The care records showed us that people's health needs had been assessed before they came to live in the home. These records included information from health and social care professionals such as psychologists and speech and language therapists. This helped to ensure that people got the care and treatment they needed. The records also gave staff the information they needed to communicate with people as individuals and recognising people's behaviours and signs and how to respond. We saw from the care plans that people enjoy a variety of activities such as music therapy, a holistic therapist provided hand and foot massage and reiki massage. The home also has a sensory room, which people use and enjoy.

There were three people living at the service during the visit, they were all engaged in different activities. The home has strong links with the local community and often receive invitations to local events, as well as welcoming volunteers into the home. The local beekeeper provides the home with honey from his bees and the manager said that all this helped to make the home feel part of the community.

27 December 2012

During a routine inspection

We were unable to ask people about their views of living in the home because of their complex communication needs. However, we observed staff talking to people about how they wanted to spend their time and what they wanted to eat and drink. Staff we spoke with showed that they had a clear understanding of involving people in day-to-day decisions about their care.

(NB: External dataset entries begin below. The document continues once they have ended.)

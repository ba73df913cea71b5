//! Platform-specific key bindings

use crossterm::event::{KeyCode, KeyEvent, KeyModifiers};

/// Platform-appropriate modifier for shortcuts
/// - macOS: SUPER (Cmd key)
/// - Linux/Windows: CONTROL (Ctrl key)
#[cfg(target_os = "macos")]
pub const SHORTCUT_MODIFIER: KeyModifiers = KeyModifiers::SUPER;

#[cfg(not(target_os = "macos"))]
pub const SHORTCUT_MODIFIER: KeyModifiers = KeyModifiers::CONTROL;

/// Submit shortcut display for form help text
pub const SUBMIT_SHORTCUT: &str = "Ctrl+S";

/// Whether the key submits the focused form: Ctrl+S everywhere, Cmd+S on macOS
pub fn is_submit(key: &KeyEvent) -> bool {
    key.code == KeyCode::Char('s')
        && (key.modifiers.contains(KeyModifiers::CONTROL)
            || key.modifiers.contains(SHORTCUT_MODIFIER))
}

Care plans were personalised to each individual's needs and detailed the wishes of the person and how they wanted to receive their support. We spoke with a relative of a person living in the home and they told us 'It is a very good home; they involve relatives in people's care. I can come and visit at anytime'.

We spoke with two members of staff and they confirmed that they had received relevant training for their role and they were able to access any additional training if they requested it. Care was provided in an environment that was safe, well maintained and met people's needs.

14 February 2012

During a routine inspection

We were unable to talk to people due to their disabilities but we observed that the care staff were able to understand their needs and provided care in a calm and reassuring way.

We spoke to relatives on the telephone and they told us the care was "very very good". They also told us that the staff were always caring and respectful when they visited.

One relative was pleased that the care staff brought the person to their home for the day once a week. Another relative told us they were "pleased with the care and the staff were the best they had met".

Relatives felt that people were safe and that one person would be able to tell them if they felt unsafe.